2nd Gen Concurrency:
# Allow multiple requests per instance
gcloud functions deploy my-func \
    --gen2 \
    --runtime=python311 \
    --trigger-http \
    --concurrency=80

# Your code must be thread-safe!
import threading
from flask import Flask

app = Flask(__name__)
lock = threading.Lock()
counter = 0

@app.route('/')
def handler():
    global counter
    with lock:
        counter += 1
        return f'Request {counter}'

7. How do you handle cold starts?

Cold Start Mitigation:

1. Minimum Instances (keep warm)
gcloud functions deploy my-func \
    --gen2 \
    --min-instances=1 \
    --trigger-http

2. Optimize initialization
# Bad - heavy imports in global scope
import pandas as pd
import tensorflow as tf

def handler(request):
    # Uses pre-loaded libraries
    ...

# Good - lazy loading
_model = None

def get_model():
    global _model
    if _model is None:
        import tensorflow as tf
        _model = tf.keras.models.load_model('model.h5')
    return _model

def handler(request):
    model = get_model()
    ...

3. Connection pooling
from google.cloud import bigquery

# Global client (reused across invocations)
client = bigquery.Client()

def handler(request):
    # Reuses existing client
    results = client.query('SELECT * FROM table')
    return list(results)

4. Use smaller runtimes
# Prefer:
# - Python (fast cold start)
# - Go (fast cold start)
# - Node.js (moderate)
# 
# Avoid for latency-sensitive:
# - Java (slower cold start)
# - .NET (slower cold start)

5. Reduce package size
# requirements.txt - only needed packages
functions-framework==3.*
google-cloud-bigquery==3.*
# Avoid: pandas, numpy unless needed

8. How do you manage secrets in Cloud Functions?

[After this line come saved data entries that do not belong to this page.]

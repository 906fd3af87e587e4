use weft_llm::LlmError;

#[derive(Debug, thiserror::Error)]
pub enum EmbeddingError {
    #[error("invalid chunk window: overlap {overlap} must be smaller than chunk size {chunk_size}")]
    InvalidWindow { chunk_size: usize, overlap: usize },

    #[error("vector dimensions differ: {left} vs {right}")]
    DimensionMismatch { left: usize, right: usize },

    #[error("similarity is undefined for a zero vector")]
    ZeroVector,

    #[error("embedding backend returned {actual} vectors for {expected} inputs")]
    CountMismatch { expected: usize, actual: usize },

    #[error("embedding backend failed after {attempts} attempt(s): {source}")]
    ExternalService {
        attempts: u32,
        #[source]
        source: LlmError,
    },

    #[error("tokenizer error: {0}")]
    Tokenizer(String),
}

#[derive(Debug, thiserror::Error)]
pub enum HistoryError {
    #[error("unknown conversation role: {0}")]
    UnknownRole(String),

    #[error("unknown turn status: {0}")]
    UnknownStatus(String),

    #[error("invalid timestamp {value}: {reason}")]
    InvalidTimestamp { value: String, reason: String },
}

#[derive(Debug, thiserror::Error)]
pub enum StoreError {
    #[error("database error: {0}")]
    Sqlite(#[from] sqlx::Error),

    #[error("migration failed: {0}")]
    Migration(#[from] sqlx::migrate::MigrateError),

    #[error("record not found: {0}")]
    NotFound(String),

    #[error("corrupt record: {0}")]
    Corrupt(String),

    #[error(transparent)]
    History(#[from] HistoryError),

    #[error("integer conversion: {0}")]
    IntConversion(#[from] std::num::TryFromIntError),

    #[error("store lock poisoned")]
    Poisoned,
}
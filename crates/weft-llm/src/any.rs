use std::sync::Arc;

use crate::compatible::CompatibleProvider;
use crate::error::LlmError;
#[cfg(feature = "mock")]
use crate::mock::MockProvider;
use crate::ollama::OllamaProvider;
use crate::openai::OpenAiProvider;
use crate::provider::{
    ChatStream, EmbedBatchFuture, GenerateOptions, LlmProvider, Message,
};

/// Generates a match over all `AnyProvider` variants, binding the inner provider
/// and evaluating the given expression for each arm.
macro_rules! delegate_provider {
    ($self:expr, |$p:ident| $expr:expr) => {
        match $self {
            AnyProvider::Ollama($p) => $expr,
            AnyProvider::OpenAi($p) => $expr,
            AnyProvider::Compatible($p) => $expr,
            #[cfg(feature = "mock")]
            AnyProvider::Mock($p) => $expr,
        }
    };
}

#[derive(Debug, Clone)]
pub enum AnyProvider {
    Ollama(OllamaProvider),
    OpenAi(OpenAiProvider),
    Compatible(CompatibleProvider),
    #[cfg(feature = "mock")]
    Mock(MockProvider),
}

impl AnyProvider {
    /// Return a cloneable closure that calls `embed_batch()` on this provider.
    pub fn embed_batch_fn(&self) -> impl Fn(Vec<String>) -> EmbedBatchFuture + Send + Sync + 'static {
        let provider = Arc::new(self.clone());
        move |texts: Vec<String>| -> EmbedBatchFuture {
            let p = Arc::clone(&provider);
            Box::pin(async move { p.embed_batch(&texts).await })
        }
    }
}

impl LlmProvider for AnyProvider {
    async fn chat(
        &self,
        messages: &[Message],
        options: &GenerateOptions,
    ) -> Result<String, LlmError> {
        delegate_provider!(self, |p| p.chat(messages, options).await)
    }

    async fn chat_stream(
        &self,
        messages: &[Message],
        options: &GenerateOptions,
    ) -> Result<ChatStream, LlmError> {
        delegate_provider!(self, |p| p.chat_stream(messages, options).await)
    }

    fn supports_streaming(&self) -> bool {
        delegate_provider!(self, |p| p.supports_streaming())
    }

    async fn embed(&self, text: &str) -> Result<Vec<f32>, LlmError> {
        delegate_provider!(self, |p| p.embed(text).await)
    }

    async fn embed_batch(&self, texts: &[String]) -> Result<Vec<Vec<f32>>, LlmError> {
        delegate_provider!(self, |p| p.embed_batch(texts).await)
    }

    fn supports_embeddings(&self) -> bool {
        delegate_provider!(self, |p| p.supports_embeddings())
    }

    fn name(&self) -> &str {
        delegate_provider!(self, |p| p.name())
    }
}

Secret Management Options:

1. Secret Manager (Recommended)
# Create secret
echo -n "my-api-key" | gcloud secrets create api-key --data-file=-

# Grant access to function service account
gcloud secrets add-iam-policy-binding api-key \
    --member="serviceAccount:my-project@appspot.gserviceaccount.com" \
    --role="roles/secretmanager.secretAccessor"

# Mount as environment variable
gcloud functions deploy my-func \
    --gen2 \
    --set-secrets="API_KEY=api-key:latest"

# Or mount as file
gcloud functions deploy my-func \
    --gen2 \
    --set-secrets="/secrets/api-key=api-key:latest"

# Access in code
import os
api_key = os.environ['API_KEY']

# Or with Secret Manager client
from google.cloud import secretmanager

def get_secret(secret_id):
    client = secretmanager.SecretManagerServiceClient()
    name = f"projects/my-project/secrets/{secret_id}/versions/latest"
    response = client.access_secret_version(name=name)
    return response.payload.data.decode('UTF-8')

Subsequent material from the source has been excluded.